The boy who goes by the name of Angelo (David Sust) seems reserved and shy but still capable to carry out the duties. As time moves forward it is revealed that Angelo has more of an agenda than expected of which turns the tables on the family and introduces a new level of terror that they didn’t see coming. It is also revealed that Angelo has obtained some of Klaus’s diary pages which in fact document much of the war time atrocities he performed. Though Angelo begins to take on the persona of the atrocities bringing the stakes up to a much higher game. As the movie builds, its slow grind intention of revealing Klaus’s wrongdoings is demonstrated thru the actions of a partially inane Angelo who uses Klaus as a audience for reenacting some of the atrocities once again. Klaus’s daughter Rena tries to keep ample distance knowing that the household hold is now under the control of Angelo.

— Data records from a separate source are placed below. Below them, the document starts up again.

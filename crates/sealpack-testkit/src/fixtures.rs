//! Test fixtures and helpers.
//!
//! Fixed recipient keys in every supported encoding, plus freshly derived
//! X25519 devices for multi-party tests.

use std::sync::Arc;

use rand::rngs::OsRng;
use sealpack::{Ability, AbilityConfig, EncryptionConfig, EncryptionService, Envelope};
use sealpack_client::memory::MemoryAbilityApi;
use sealpack_jose::PrivateKey;
use serde_json::Value;
use x25519_dalek::StaticSecret;

// RSA-2048 recipient.
pub const RSA_PKCS8: &str = include_str!("../data/recipient_rsa.pem");
pub const RSA_PKCS1: &str = include_str!("../data/recipient_rsa.pkcs1.pem");
pub const RSA_PUBLIC_PKCS1: &str = include_str!("../data/recipient_rsa.pkcs1.pub.pem");
pub const RSA_PUBLIC_SPKI: &str = include_str!("../data/recipient_rsa.spki.pub.pem");
pub const RSA_PUBLIC_JWK: &str = include_str!("../data/recipient_rsa.pub.jwk.json");

// X25519 recipient.
pub const X25519_PKCS8: &str = include_str!("../data/recipient_x25519.pem");
pub const X25519_JWK: &str = include_str!("../data/recipient_x25519.jwk.json");
pub const X25519_PUBLIC_SPKI: &str = include_str!("../data/recipient_x25519.pub.pem");
pub const X25519_PUBLIC_JWK: &str = include_str!("../data/recipient_x25519.pub.jwk.json");

// An RSA key no fixture envelope is addressed to.
pub const OUTSIDER_RSA_PKCS8: &str = include_str!("../data/outsider_rsa.pem");
pub const OUTSIDER_RSA_PUBLIC_PKCS1: &str = include_str!("../data/outsider_rsa.pkcs1.pub.pem");

/// RFC 7638 thumbprints of the fixture recipients, by name.
pub const KEY_THUMBPRINTS: &str = include_str!("../data/key_thumbprints.json");

/// A sender plus one opener per fixture recipient.
pub struct TestFixture {
    pub sender: EncryptionService,
    pub rsa: EncryptionService,
    pub x25519: EncryptionService,
    pub outsider: EncryptionService,
}

impl TestFixture {
    /// Fixture services with default algorithms.
    pub fn new() -> Self {
        Self::with_config(EncryptionConfig::default())
    }

    /// Fixture services that all use `config`.
    pub fn with_config(config: EncryptionConfig) -> Self {
        let service = |key: Option<&str>| {
            EncryptionService::with_config(key, config).expect("fixture keys parse")
        };
        Self {
            sender: service(None),
            rsa: service(Some(RSA_PKCS8)),
            x25519: service(Some(X25519_PKCS8)),
            outsider: service(Some(OUTSIDER_RSA_PKCS8)),
        }
    }

    /// Public keys of the RSA and X25519 recipients.
    pub fn public_keys(&self) -> [&'static str; 2] {
        [RSA_PUBLIC_PKCS1, X25519_PUBLIC_SPKI]
    }

    /// Services holding a recipient private key.
    pub fn recipients(&self) -> [&EncryptionService; 2] {
        [&self.rsa, &self.x25519]
    }

    /// Encrypt `paths` of `document` to both recipients.
    pub fn seal(&self, document: &Value, paths: &[&str]) -> Envelope {
        self.sender
            .encrypt_packet(document, paths, &self.public_keys())
            .expect("fixture encryption")
    }
}

impl Default for TestFixture {
    fn default() -> Self {
        Self::new()
    }
}

/// A recipient device with an X25519 key.
#[derive(Debug, Clone)]
pub struct Device {
    pub private_key: PrivateKey,
    /// The public key as JWK JSON, as a device would register it.
    pub public_key: String,
}

impl Device {
    /// A device with a random key.
    pub fn generate() -> Self {
        Self::from_secret(StaticSecret::random_from_rng(OsRng))
    }

    /// A device with a deterministic key.
    pub fn from_seed(seed: [u8; 32]) -> Self {
        Self::from_secret(StaticSecret::from(seed))
    }

    fn from_secret(secret: StaticSecret) -> Self {
        let private_key = PrivateKey::X25519(secret);
        let public_key = serde_json::to_string(&private_key.public_key().to_jwk())
            .expect("JWK serialization");
        Self {
            private_key,
            public_key,
        }
    }

    /// A service that decrypts with this device's key.
    pub fn service(&self) -> EncryptionService {
        EncryptionService::with_private_key(
            Some(self.private_key.clone()),
            EncryptionConfig::default(),
        )
        .expect("default config is valid")
    }
}

/// Create several devices with distinct deterministic keys.
pub fn multi_device_fixtures(count: usize) -> Vec<Device> {
    (0..count)
        .map(|i| {
            let mut seed = [0u8; 32];
            seed[0] = i as u8;
            seed[31] = 0x5a;
            Device::from_seed(seed)
        })
        .collect()
}

/// Secret shared by abilities built with [`memory_ability`].
pub const SHARED_SECRET: &str = "testkit-shared-secret";

/// An ability backed by an in-memory API where `user_id` has registered
/// `devices`. The ability itself holds no private key.
pub async fn memory_ability(user_id: &str, devices: &[Device]) -> (Ability, MemoryAbilityApi) {
    let api = MemoryAbilityApi::new();
    api.set_device_keys(user_id, devices.iter().map(|d| d.public_key.clone()).collect())
        .await;

    let config = AbilityConfig {
        shared_secret: SHARED_SECRET.to_string(),
        integration_id: "testkit".to_string(),
        ..AbilityConfig::default()
    };
    let ability = Ability::with_api(config, Arc::new(api.clone())).expect("fixture config is valid");
    (ability, api)
}
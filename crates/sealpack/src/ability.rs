//! An ability: one integration's encryption service and API clients.

use std::sync::Arc;

use sealpack_client::{AbilityApi, AbilityConfig, HttpAbilityApi, SignatureVerifier, UrlBuilder};
use serde_json::Value;
use tracing::debug;

use crate::envelope::Envelope;
use crate::error::Result;
use crate::service::EncryptionService;

/// Everything one configured integration needs to talk to its users.
pub struct Ability {
    config: AbilityConfig,
    encryption: EncryptionService,
    api: Arc<dyn AbilityApi>,
    signatures: SignatureVerifier,
    urls: UrlBuilder,
}

impl std::fmt::Debug for Ability {
    fn fmt(&self, f: &mut std::fmt::Formatter<'_>) -> std::fmt::Result {
        f.debug_struct("Ability")
            .field("integration_id", &self.config.integration_id)
            .field("base_url", &self.config.base_url)
            .field("encryption", &self.encryption)
            .finish_non_exhaustive()
    }
}

impl Ability {
    /// An ability that talks to `config.base_url` over HTTPS.
    pub fn new(config: AbilityConfig) -> Result<Self> {
        let api = Arc::new(HttpAbilityApi::new(config.clone())?);
        Self::with_api(config, api)
    }

    /// An ability using `api` for remote calls.
    pub fn with_api(config: AbilityConfig, api: Arc<dyn AbilityApi>) -> Result<Self> {
        config.validate()?;
        Ok(Self {
            encryption: EncryptionService::from_ability_config(&config)?,
            signatures: SignatureVerifier::new(&config.shared_secret, &config.signing_version),
            urls: UrlBuilder::new(&config),
            api,
            config,
        })
    }

    pub fn config(&self) -> &AbilityConfig {
        &self.config
    }

    pub fn encryption(&self) -> &EncryptionService {
        &self.encryption
    }

    pub fn api(&self) -> &dyn AbilityApi {
        self.api.as_ref()
    }

    pub fn signatures(&self) -> &SignatureVerifier {
        &self.signatures
    }

    pub fn urls(&self) -> &UrlBuilder {
        &self.urls
    }

    /// Check a callback's `state` signature against the local clock.
    pub fn verify_signature(&self, state: &str, timestamp: &str, signature: &str) -> bool {
        self.signatures.verify(state, timestamp, signature)
    }

    pub fn build_enable_url(&self, state: &str, error: Option<&str>) -> String {
        self.urls.build_enable_url(state, error)
    }

    pub async fn device_keys(&self, user_id: &str) -> Result<Vec<String>> {
        Ok(self.api.device_keys(user_id).await?)
    }

    pub async fn publish_to_user(&self, user_id: &str, packet: &Value) -> Result<()> {
        Ok(self.api.publish_to_user(user_id, packet).await?)
    }

    pub async fn encrypted_publish_to_user(&self, user_id: &str, envelope: &Envelope) -> Result<()> {
        let packet = envelope.to_value()?;
        Ok(self.api.encrypted_publish_to_user(user_id, &packet).await?)
    }

    /// Encrypt `paths` of `document` to every device of `user_id` and publish
    /// the envelope through the secure endpoint.
    ///
    /// Fails with [`SealError::MissingPublicKeys`](crate::SealError) if the
    /// user has no registered devices. Nothing is published on failure.
    #[tracing::instrument(skip_all, fields(user_id = %user_id, paths = paths.len()))]
    pub async fn encrypt_and_publish<P: AsRef<str>>(
        &self,
        user_id: &str,
        document: &Value,
        paths: &[P],
    ) -> Result<Envelope> {
        let keys = self.device_keys(user_id).await?;
        debug!(devices = keys.len(), "encrypting to user devices");

        let envelope = self.encryption.encrypt_packet(document, paths, &keys)?;
        self.encrypted_publish_to_user(user_id, &envelope).await?;
        Ok(envelope)
    }
}
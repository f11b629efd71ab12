//! Callback signature verification.
//!
//! The remote service signs the `state` it echoes back on callbacks as
//! `"<version>:<hex hmac>"`, where the HMAC-SHA256 input is
//! `"<version>:<timestamp>:<state>"` keyed by the shared secret.

use std::time::{SystemTime, UNIX_EPOCH};

use hmac::{Hmac, Mac};
use sha2::Sha256;
use tracing::debug;

type HmacSha256 = Hmac<Sha256>;

/// How far a callback timestamp may be from the local clock.
pub const TIMESTAMP_TOLERANCE_MS: f64 = 5.0 * 60.0 * 1000.0;

/// Timestamps above this are already in milliseconds.
const MILLISECONDS_THRESHOLD: f64 = 1e12;

/// Signs and verifies callback state with a shared secret.
#[derive(Clone)]
pub struct SignatureVerifier {
    shared_secret: Vec<u8>,
    signing_version: String,
}

impl std::fmt::Debug for SignatureVerifier {
    fn fmt(&self, f: &mut std::fmt::Formatter<'_>) -> std::fmt::Result {
        f.debug_struct("SignatureVerifier")
            .field("signing_version", &self.signing_version)
            .finish_non_exhaustive()
    }
}

impl SignatureVerifier {
    pub fn new(shared_secret: impl AsRef<[u8]>, signing_version: impl Into<String>) -> Self {
        Self {
            shared_secret: shared_secret.as_ref().to_vec(),
            signing_version: signing_version.into(),
        }
    }

    /// The signature the service would send for `state` at `timestamp`.
    pub fn sign(&self, state: &str, timestamp: &str) -> String {
        let digest = self.mac(state, timestamp).finalize().into_bytes();
        format!("{}:{}", self.signing_version, hex::encode(digest))
    }

    /// Verify against the local clock.
    pub fn verify(&self, state: &str, timestamp: &str, signature: &str) -> bool {
        self.verify_at(state, timestamp, signature, now_ms())
    }

    /// Verify as if the local clock read `now_ms` milliseconds since the
    /// Unix epoch.
    pub fn verify_at(&self, state: &str, timestamp: &str, signature: &str, now_ms: f64) -> bool {
        let Some(sent_ms) = timestamp_ms(timestamp) else {
            debug!("unparsable callback timestamp");
            return false;
        };
        if (now_ms - sent_ms).abs() > TIMESTAMP_TOLERANCE_MS {
            debug!("callback timestamp outside tolerance");
            return false;
        }

        let prefix = format!("{}:", self.signing_version);
        let Some(digest) = signature
            .strip_prefix(&prefix)
            .and_then(|h| hex::decode(h).ok())
        else {
            return false;
        };

        // verify_slice compares in constant time
        self.mac(state, timestamp).verify_slice(&digest).is_ok()
    }

    fn mac(&self, state: &str, timestamp: &str) -> HmacSha256 {
        let mut mac = <HmacSha256 as Mac>::new_from_slice(&self.shared_secret)
            .expect("HMAC accepts keys of any length");
        mac.update(format!("{}:{timestamp}:{state}", self.signing_version).as_bytes());
        mac
    }
}

/// Parse a decimal timestamp in seconds or milliseconds into milliseconds.
fn timestamp_ms(raw: &str) -> Option<f64> {
    let value: f64 = raw.trim().parse().ok()?;
    if !value.is_finite() {
        return None;
    }
    Some(if value > MILLISECONDS_THRESHOLD {
        value
    } else {
        value * 1000.0
    })
}

fn now_ms() -> f64 {
    SystemTime::now()
        .duration_since(UNIX_EPOCH)
        .map(|d| d.as_millis() as f64)
        .expect("time went backwards")
}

“In A Glass Cage” has often been highly regarded as a controversial movie that touches upon taboos too strong for most viewers.  It’s taboo theme incorporates the use of Nazism, pedophilia, torture and homosexuality under the guise of a abstract sort of horror film. In fact, it manages to cross several hybrid genres in its uniquely unfolding of premise. I didn’t find the film as disturbing as others it has been associated with, though it does simulate pedophilic relations which is disturbing in its own sense. The movie moves at a slow pace but uses careful framing to invoke a strong sense of gloom.

We are also made to watch as the now-obsessed Angelo begins to bring back young boys executing  before the paralyzed Klaus. Though every story has a purpose and in the final act we ultimately discover that Angelo was in fact one of the many pawns that Klaus had indulged upon. Angelo descends into his own madness becoming the new model of Klaus to the point of assuming his new place within the iron lung machine. The whole affair seems to influence the once innocent daughter Rena who is now brought into the cycle.

“In a Glass Cage” has long been considered a Spanish art house film. It’s direction is fueled by the efforts of artisan Agustí Villaronga. Though it’s knack for staying among the underground and its vicious on-screen killing of young boys has well placed it into the realms of horror for years. The movie is often mentioned in the same breath as Pier Paolo Pasolini’s 1″Salo 20 Days of Sodom (1975)”, though upon review my of film, I actually found it far less disturbing than the torture and sh*t-eating of Salo.